Study of Risk Factors for Kidney Disease Continues

The Chronic Renal Insufficiency Cohort Study holds hope for prevention and treatment of chronic kidney disease, which afflicts 26.3 million patients in this country. Tulane University will continue its participation in the national study through a five-year, $3.4 million grant.

 

Dr. Jiang He leads the Tulane research team in the national Chronic Renal Insufficiency Cohort Study, which is following 400 New Orleans-area patients. He chairs the Department of Epidemiology. (Photo by Paula Burch-Celentano)

“The CRIC study will find opportunities to prevent and better treat chronic kidney disease and cardiovascular disease,” said Dr. Jiang He, who leads the study at Tulane.

He is the holder of the Joseph S. Copes MD Chair in Epidemiology, a professor of epidemiology and medicine, and chair of the Department of Epidemiology.

The Tulane School of Public Health and Tropical Medicine received the additional funding to continue work on the project.

The study began in 2003 and is sponsored by the National Institute of Diabetes and Digestive and Kidney Diseases of the National Institutes of Health.

It is following approximately 3,600 individuals with chronic kidney disease at 13 sites across the United States for up to nine years, including 400 individuals from the New Orleans area.

Persons with chronic kidney disease have a high risk of developing life-threatening cardiovascular disease. In addition, chronic kidney disease can often progress to end-stage renal disease, which requires patients to receive dialysis or a kidney transplant.

“This study will likely be a landmark study in identifying which treatment strategies will be most effective in patients with kidney disease and the heart disease that frequently accompanies kidney disease,” said Dr.

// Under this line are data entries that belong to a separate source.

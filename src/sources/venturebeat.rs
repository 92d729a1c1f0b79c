//! VentureBeat source adapter.
//!
//! Scrapes the AI category page. There is no feed or API here, so this is
//! the brittlest source: when the markup drifts the selector cascade finds
//! nothing and the adapter yields zero articles rather than failing.
//!
//! # Markup expectations
//!
//! Article cards are `<article>` elements. The headline is looked up as
//! `h2.article-title`, then any `h3`, then any `h2`, and the first `<a>`
//! inside the winning heading supplies both title text and link.

use crate::http::get_as_browser;
use crate::models::{Article, SearchFilter, SourceId, today};
use once_cell::sync::Lazy;
use reqwest::Client;
use scraper::{Html, Selector};
use std::error::Error;
use std::time::Duration;
use tracing::{debug, info, instrument, warn};
use url::Url;

const DEFAULT_PAGE_URL: &str = "https://venturebeat.com/category/ai/";
/// Article cards examined per call.
const ARTICLE_LIMIT: usize = 20;
/// The page exposes no vote counts; every item gets this score.
const DEFAULT_SCORE: i64 = 100;
const PAGE_TIMEOUT: Duration = Duration::from_secs(15);

static ARTICLE_SELECTOR: Lazy<Selector> = Lazy::new(|| Selector::parse("article").unwrap());
/// Headline lookups in preference order.
static HEADING_SELECTORS: Lazy<Vec<Selector>> = Lazy::new(|| {
    vec![
        Selector::parse("h2.article-title").unwrap(),
        Selector::parse("h3").unwrap(),
        Selector::parse("h2").unwrap(),
    ]
});
static ANCHOR_SELECTOR: Lazy<Selector> = Lazy::new(|| Selector::parse("a").unwrap());

/// Scrapes the VentureBeat AI category page.
pub struct VentureBeatSource {
    client: Client,
    page_url: String,
}

impl Default for VentureBeatSource {
    fn default() -> Self {
        Self::with_page_url(DEFAULT_PAGE_URL)
    }
}

impl VentureBeatSource {
    pub fn new() -> Self {
        Self::default()
    }

    /// Scrape a different category page. Tests use this with a local mock
    /// server.
    pub fn with_page_url(page_url: impl Into<String>) -> Self {
        VentureBeatSource {
            client: Client::new(),
            page_url: page_url.into(),
        }
    }

    /// Download the category page and scrape its article cards.
    ///
    /// A non-success status is treated as "nothing published", not an
    /// error; transport failures propagate.
    #[instrument(level = "info", skip_all)]
    pub async fn fetch(&self, filter: &SearchFilter) -> Result<Vec<Article>, Box<dyn Error>> {
        let response = get_as_browser(&self.client, &self.page_url, PAGE_TIMEOUT).await?;
        if !response.status().is_success() {
            warn!(status = %response.status(), "Category page unavailable");
            return Ok(Vec::new());
        }
        let body = response.text().await?;
        let articles = parse_page(&body, &self.page_url, filter);
        info!(count = articles.len(), "Collected VentureBeat articles");
        Ok(articles)
    }
}

/// Scrape article cards out of a category page, honoring the filter.
///
/// Relative links are resolved against `page_url`; absolute links pass
/// through unchanged. Cards missing a heading, an anchor, title text, or an
/// `href` are skipped.
pub(crate) fn parse_page(html: &str, page_url: &str, filter: &SearchFilter) -> Vec<Article> {
    let document = Html::parse_document(html);
    let base_url = Url::parse(page_url).ok();

    let mut articles = Vec::new();
    for element in document.select(&ARTICLE_SELECTOR).take(ARTICLE_LIMIT) {
        let heading = match HEADING_SELECTORS
            .iter()
            .find_map(|selector| element.select(selector).next())
        {
            Some(heading) => heading,
            None => {
                debug!("Card without a recognizable heading; skipping");
                continue;
            }
        };
        let anchor = match heading.select(&ANCHOR_SELECTOR).next() {
            Some(anchor) => anchor,
            None => continue,
        };

        let title = anchor
            .text()
            .collect::<Vec<_>>()
            .join(" ")
            .split_whitespace()
            .collect::<Vec<_>>()
            .join(" ");
        if title.is_empty() {
            continue;
        }
        if !filter.matches_title(&title) {
            continue;
        }

        let href = match anchor.value().attr("href") {
            Some(href) if !href.is_empty() => href,
            _ => continue,
        };

        articles.push(Article {
            title,
            url: resolve_href(base_url.as_ref(), href),
            source: SourceId::VentureBeat.label().to_string(),
            score: DEFAULT_SCORE,
            date: today(),
            comments: 0,
        });
    }
    articles
}

/// Resolve an href against the page URL, falling back to the raw value
/// when either side refuses to parse.
fn resolve_href(base_url: Option<&Url>, href: &str) -> String {
    if let Some(base) = base_url {
        if let Ok(resolved) = base.join(href) {
            return resolved.to_string();
        }
    }
    href.to_string()
}

#[cfg(test)]
mod tests {
    use super::*;

    const PAGE_URL: &str = "https://venturebeat.com/category/ai/";

    fn page(cards: &str) -> String {
        format!(
            r#"<!DOCTYPE html>
<html><head><title>AI | VentureBeat</title></head>
<body><main>{cards}</main></body></html>"#
        )
    }

    #[test]
    fn test_parse_page_reads_article_title_class() {
        let html = page(
            r#"<article>
  <h2 class="article-title"><a href="https://venturebeat.com/ai/model-news/">Model news of the day</a></h2>
</article>"#,
        );
        let filter = SearchFilter::new("", 7);
        let articles = parse_page(&html, PAGE_URL, &filter);

        assert_eq!(articles.len(), 1);
        assert_eq!(articles[0].title, "Model news of the day");
        assert_eq!(articles[0].url, "https://venturebeat.com/ai/model-news/");
        assert_eq!(articles[0].source, "VentureBeat");
        assert_eq!(articles[0].score, 100);
        assert_eq!(articles[0].comments, 0);
        assert_eq!(articles[0].date, today());
    }

    #[test]
    fn test_parse_page_falls_back_to_generic_headings() {
        let html = page(
            r#"<article><h2><a href="https://x.example/post">Feature X launches</a></h2></article>"#,
        );
        let filter = SearchFilter::new("", 7);
        let articles = parse_page(&html, PAGE_URL, &filter);

        assert_eq!(articles.len(), 1);
        assert_eq!(articles[0].title, "Feature X launches");
        assert_eq!(articles[0].url, "https://x.example/post");
        assert_eq!(articles[0].score, 100);
        assert_eq!(articles[0].date, today());
    }

    #[test]
    fn test_parse_page_prefers_titled_heading_over_h3_over_h2() {
        let html = page(
            r#"<article>
  <h2><a href="/generic">Generic heading</a></h2>
  <h3><a href="/subhead">Subheading wins here</a></h3>
</article>
<article>
  <h3><a href="/other-sub">Plain subheading</a></h3>
  <h2 class="article-title"><a href="/titled">Titled heading wins here</a></h2>
</article>"#,
        );
        let filter = SearchFilter::new("", 7);
        let articles = parse_page(&html, PAGE_URL, &filter);

        assert_eq!(articles.len(), 2);
        assert_eq!(articles[0].title, "Subheading wins here");
        assert_eq!(articles[1].title, "Titled heading wins here");
    }

    #[test]
    fn test_parse_page_resolves_relative_links() {
        let html = page(
            r#"<article><h2><a href="/2025/08/agents-at-work/">Agents at work</a></h2></article>"#,
        );
        let filter = SearchFilter::new("", 7);
        let articles = parse_page(&html, PAGE_URL, &filter);

        assert_eq!(articles.len(), 1);
        assert_eq!(
            articles[0].url,
            "https://venturebeat.com/2025/08/agents-at-work/"
        );
    }

    #[test]
    fn test_parse_page_skips_malformed_cards() {
        let html = page(
            r#"<article><p>No heading at all</p></article>
<article><h2>Heading without anchor</h2></article>
<article><h2><a href="/empty-title"> </a></h2></article>
<article><h2><a>No href</a></h2></article>
<article><h2><a href="">Empty href</a></h2></article>
<article><h2><a href="/ok">Survivor</a></h2></article>"#,
        );
        let filter = SearchFilter::new("", 7);
        let articles = parse_page(&html, PAGE_URL, &filter);

        assert_eq!(articles.len(), 1);
        assert_eq!(articles[0].title, "Survivor");
    }

    #[test]
    fn test_parse_page_applies_keyword_filter() {
        let html = page(
            r#"<article><h2><a href="/a">AI agents roundup</a></h2></article>
<article><h2><a href="/b">Gaming hardware review</a></h2></article>"#,
        );
        let filter = SearchFilter::new("ai", 7);
        let articles = parse_page(&html, PAGE_URL, &filter);

        assert_eq!(articles.len(), 1);
        assert_eq!(articles[0].title, "AI agents roundup");
    }

    #[test]
    fn test_parse_page_respects_article_limit() {
        let cards: String = (0..25)
            .map(|i| format!(r#"<article><h2><a href="/{i}">Card {i}</a></h2></article>"#))
            .collect();
        let filter = SearchFilter::new("", 7);
        let articles = parse_page(&page(&cards), PAGE_URL, &filter);

        assert_eq!(articles.len(), 20);
        assert_eq!(articles[19].title, "Card 19");
    }

    #[test]
    fn test_parse_page_handles_drifted_markup() {
        let html = page(r#"<div class="new-layout">A redesign with no article tags</div>"#);
        let filter = SearchFilter::new("", 7);
        assert!(parse_page(&html, PAGE_URL, &filter).is_empty());
    }

    #[tokio::test]
    async fn test_fetch_returns_empty_when_page_unavailable() {
        let mut server = mockito::Server::new_async().await;
        server
            .mock("GET", "/category/ai/")
            .with_status(500)
            .create_async()
            .await;

        let source =
            VentureBeatSource::with_page_url(format!("{}/category/ai/", server.url()));
        let filter = SearchFilter::new("", 7);
        assert!(source.fetch(&filter).await.unwrap().is_empty());
    }

    #[tokio::test]
    async fn test_fetch_scrapes_live_body() {
        let mut server = mockito::Server::new_async().await;
        let mock = server
            .mock("GET", "/category/ai/")
            .match_header("user-agent", crate::http::BROWSER_USER_AGENT)
            .with_body(page(
                r#"<article><h2><a href="/wired-up">Wired up</a></h2></article>"#,
            ))
            .create_async()
            .await;

        let page_url = format!("{}/category/ai/", server.url());
        let source = VentureBeatSource::with_page_url(page_url.clone());
        let filter = SearchFilter::new("", 7);
        let articles = source.fetch(&filter).await.unwrap();

        assert_eq!(articles.len(), 1);
        assert_eq!(articles[0].url, format!("{}/wired-up", server.url()));
        mock.assert_async().await;
    }
}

Lee Hamm, who holds the Greenberg Chair of Medicine and is one of the key Tulane researchers involved in the work.

The long-term study was established to examine the risk factors for the progress of chronic kidney disease and cardiovascular disease, in order to find opportunities to prevent and better treat both conditions.

“Many of these patients have no symptoms,” said Hamm, a professor and executive vice dean of the Tulane School of Medicine. “In recent years we have found that kidney disease is much more common than we previously thought.”

Other key researchers involved in the project are Dr. Jing Chen, assistant professor of medicine, and Dr. Lydia Bazzano, assistant professor of epidemiology and clinical assistant professor of medicine.

Institutions participating in the study in addition to Tulane include the University of Pennsylvania, Johns Hopkins University, Case Western Reserve University, the University of Michigan, the University of Illinois and Kaiser Permanente.